Dompmartin Anne, Acher Aurélie, Thibon Pascal, Tourbach Sébastien, Hermans Cédric, Deneys Véronique, Pocock Ben, Lequerrec Agnès, Labbé Daniel, Barrellier Marie-Thérèse, Vanwijck Romain, Vikkula Miikka, Boon Laurence M
Department of Dermatology, Université de Caen Basse Normandie, Centre Hospitalier Universitaire Caen, Caen, France.
Arch Dermatol. 2008 Jul;144(7):873-7. doi: 10.1001/archderm.144.7.873.
To determine which venous malformations (VMs) are at risk for coagulopathy.
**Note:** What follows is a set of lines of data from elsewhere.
use {
    arc_swap::ArcSwap,
    futures::Stream,
    std::sync::Arc,
    tokio::sync::watch,
    tokio_stream::wrappers::WatchStream,
};

/// Hot-reloadable value.
///
/// Readers get a consistent snapshot without taking a lock, writers replace
/// the whole value and every subscriber gets notified.
#[derive(Debug)]
pub struct Setting<T> {
    value: Arc<ArcSwap<T>>,
    update_notifications: Arc<watch::Sender<()>>,
}

impl<T> Clone for Setting<T> {
    fn clone(&self) -> Self {
        Self {
            value: self.value.clone(),
            update_notifications: self.update_notifications.clone(),
        }
    }
}

impl<T: Default> Default for Setting<T> {
    fn default() -> Self {
        Self::new(T::default())
    }
}

impl<T> Setting<T> {
    pub fn new(value: T) -> Self {
        let (tx, _) = watch::channel(());

        Self {
            value: Arc::new(ArcSwap::from_pointee(value)),
            update_notifications: Arc::new(tx),
        }
    }

    /// Returns the current snapshot of this [`Setting`].
    pub fn get(&self) -> Arc<T> {
        self.value.load_full()
    }

    pub fn peek<R>(&self, f: impl FnOnce(&T) -> R) -> R {
        f(&self.value.load())
    }

    /// Replaces the value.
    pub fn set(&self, value: T) {
        self.value.store(Arc::new(value));
        self.update_notifications.send_replace(());
    }

    /// Atomically derives a new value from the current one.
    ///
    /// `f` may be called more than once if there are concurrent writers.
    pub fn update(&self, f: impl Fn(&T) -> T) {
        self.value.rcu(|current| f(current));
        self.update_notifications.send_replace(());
    }

    /// Stream of change notifications.
    ///
    /// The first item is yielded immediately.
    pub fn updates(&self) -> impl Stream<Item = ()> + Send + 'static {
        WatchStream::new(self.update_notifications.subscribe())
    }
}

#[cfg(test)]
mod test {
    use {super::*, futures::StreamExt as _, std::time::Duration};

    #[tokio::test]
    async fn notifies_subscribers() {
        let setting = Setting::new(1usize);
        let mut updates = setting.updates();

        // Current value.
        updates.next().await;

        setting.set(2);
        tokio::time::timeout(Duration::from_secs(1), updates.next())
            .await
            .unwrap();
        assert_eq!(*setting.get(), 2);

        setting.update(|v| v * 10);
        assert_eq!(setting.peek(|v| *v), 20);
    }
}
Venous malformations are slow-flow vascular malformations present at birth, and localized intravascular coagulopathy (LIC) causes pain and thrombosis within a lesion and severe bleeding during surgical procedures.
Prospective convenience sample accrued from 2 multidisciplinary sites in Brussels, Belgium, and Caen, France.
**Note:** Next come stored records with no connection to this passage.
//! Zone-aware shard placement and awareness attribute decommissioning.

#![allow(clippy::manual_async_fn)]

pub use {
    allocation::Allocator,
    awareness::{AttributeCatalog, AwarenessAttributes},
    cluster::{ClusterService, ClusterState, StateUpdater},
    coordination::{Coordination, LocalCoordinator},
    kill_switch::KillSwitch,
    membership::{LocalMembership, Membership},
    settings::Setting,
};

pub mod allocation;
pub mod awareness;
pub mod cluster;
pub mod coordination;
pub mod decommission;
pub mod kill_switch;
pub mod membership;
pub mod placement;
pub mod settings;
The study population comprised 140 patients with clinical data and coagulation parameters. Magnetic resonance imaging was performed for 110 patients.
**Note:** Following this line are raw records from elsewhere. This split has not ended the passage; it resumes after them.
//! Decommission side effects: metadata updates through the state queue,
//! voting configuration exclusions and node removals.

use {
    super::{
        DecommissionAttribute,
        DecommissionMetadata,
        DecommissionStatus,
        Error,
        Result,
        NODES_DECOMMISSIONED_REASON,
    },
    crate::{
        cluster::{ClusterState, NodeId, Priority, StateUpdater, UpdateError},
        coordination::Coordination,
        kill_switch::{self, KillSwitch},
        membership::Membership,
    },
    futures::Stream,
    std::{collections::BTreeSet, sync::Arc, time::Duration},
};

impl From<UpdateError<Error>> for Error {
    fn from(err: UpdateError<Error>) -> Self {
        match err {
            UpdateError::Task(err) => err,
            UpdateError::Closed => Self::Closed,
        }
    }
}

#[derive(Clone, Debug)]
pub struct Controller<S, C, M> {
    updater: S,
    coordination: C,
    membership: M,
    kill_switch: KillSwitch,
}

impl<S, C, M> Controller<S, C, M>
where
    S: StateUpdater,
    C: Coordination,
    M: Membership,
{
    pub fn new(updater: S, coordination: C, membership: M) -> Self {
        Self {
            updater,
            coordination,
            membership,
            kill_switch: kill_switch::AWARENESS_ATTRIBUTE_DECOMMISSION,
        }
    }

    /// Overrides the [`KillSwitch`] guarding node removal.
    pub fn with_kill_switch(mut self, kill_switch: KillSwitch) -> Self {
        self.kill_switch = kill_switch;
        self
    }

    pub fn state(&self) -> Arc<ClusterState> {
        self.updater.state()
    }

    pub fn updates(&self) -> impl Stream<Item = ()> + Send + 'static {
        self.updater.updates()
    }

    /// Registers a decommission of the attribute in
    /// [`DecommissionStatus::Init`].
    ///
    /// Re-registering an attribute with a non-terminal decommission is a
    /// no-op.
    pub async fn register(&self, attribute: DecommissionAttribute) -> Result<()> {
        self.updater
            .submit(
                "decommission-init",
                Priority::Urgent,
                move |state: &ClusterState| -> Result<Option<ClusterState>> {
                    if let Some(current) = state.metadata().custom::<DecommissionMetadata>() {
                        if current.attribute() == &attribute && !current.status().is_terminal() {
                            tracing::info!(
                                %attribute,
                                status = %current.status(),
                                "decommission already registered"
                            );
                            return Ok(None);
                        }

                        current.ensure_no_inflight(&attribute)?;
                    }

                    tracing::info!(%attribute, "decommission registered");
                    let metadata = DecommissionMetadata::new(attribute);
                    Ok(Some(state.to_builder().put_custom(metadata).build()))
                },
            )
            .await?;

        Ok(())
    }

    /// Transitions the decommission of the attribute to `status`.
    pub async fn update_status(
        &self,
        attribute: &DecommissionAttribute,
        status: DecommissionStatus,
    ) -> Result<()> {
        let attribute = attribute.clone();

        self.updater
            .submit(
                "update-decommission-status",
                Priority::Urgent,
                move |state: &ClusterState| -> Result<Option<ClusterState>> {
                    let current = state
                        .metadata()
                        .custom::<DecommissionMetadata>()
                        .ok_or(Error::NotFound)?;

                    if current.attribute() != &attribute {
                        return Err(Error::AttributeMismatch {
                            requested: attribute,
                            registered: current.attribute().clone(),
                        });
                    }

                    if current.status() == status {
                        return Ok(None);
                    }

                    current.status().require_transition(status)?;

                    tracing::info!(%attribute, from = %current.status(), to = %status, "decommission status updated");
                    let metadata = current.with_status(status);
                    Ok(Some(state.to_builder().put_custom(metadata).build()))
                },
            )
            .await?;

        Ok(())
    }

    /// Deletes the decommission record, if any.
    pub async fn delete_metadata(&self) -> Result<()> {
        self.updater
            .submit(
                "delete-decommission-state",
                Priority::Urgent,
                |state: &ClusterState| -> Result<Option<ClusterState>> {
                    if state.metadata().custom::<DecommissionMetadata>().is_none() {
                        return Ok(None);
                    }

                    tracing::info!("decommission record deleted");
                    Ok(Some(
                        state.to_builder().remove_custom::<DecommissionMetadata>().build(),
                    ))
                },
            )
            .await?;

        Ok(())
    }

    pub async fn exclude_from_voting_config(
        &self,
        ids: BTreeSet<NodeId>,
        timeout: Duration,
    ) -> Result<()> {
        self.coordination
            .exclude_from_voting_config(ids, timeout)
            .await
            .map_err(|err| Error::Coordination(err.to_string()))
    }

    pub async fn clear_voting_config_exclusions(&self) -> Result<()> {
        self.coordination
            .clear_voting_config_exclusions()
            .await
            .map_err(|err| Error::Coordination(err.to_string()))
    }

    /// Removes decommissioned nodes from the cluster, unless the
    /// [`KillSwitch`] is engaged.
    pub async fn remove_decommissioned_nodes(
        &self,
        ids: BTreeSet<NodeId>,
        timeout: Duration,
    ) -> Result<()> {
        if self.kill_switch.is_engaged() {
            return Err(Error::RemovalDisabled(self.kill_switch.name()));
        }

        self.membership
            .remove_nodes(ids, NODES_DECOMMISSIONED_REASON, timeout)
            .await
            .map_err(|err| Error::MembershipRemoval(err.to_string()))
    }
}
Measurement of D-dimer levels.
Of the 140 participants, 59 (42%) showed high D-dimer levels, 36 (61%) of whom had levels higher than 1.0 microg/mL. Six of the participants had low fibrinogen levels. In univariate analysis, large surface, presence of palpable phleboliths, and truncal localization were associated with high D-dimer levels. In the multivariate analysis, only large surface area and presence of phleboliths remained independently associated with high D-dimer levels. Severe LIC, characterized by concomitant low fibrinogen level, was associated with extensive venous malformations of the extremities.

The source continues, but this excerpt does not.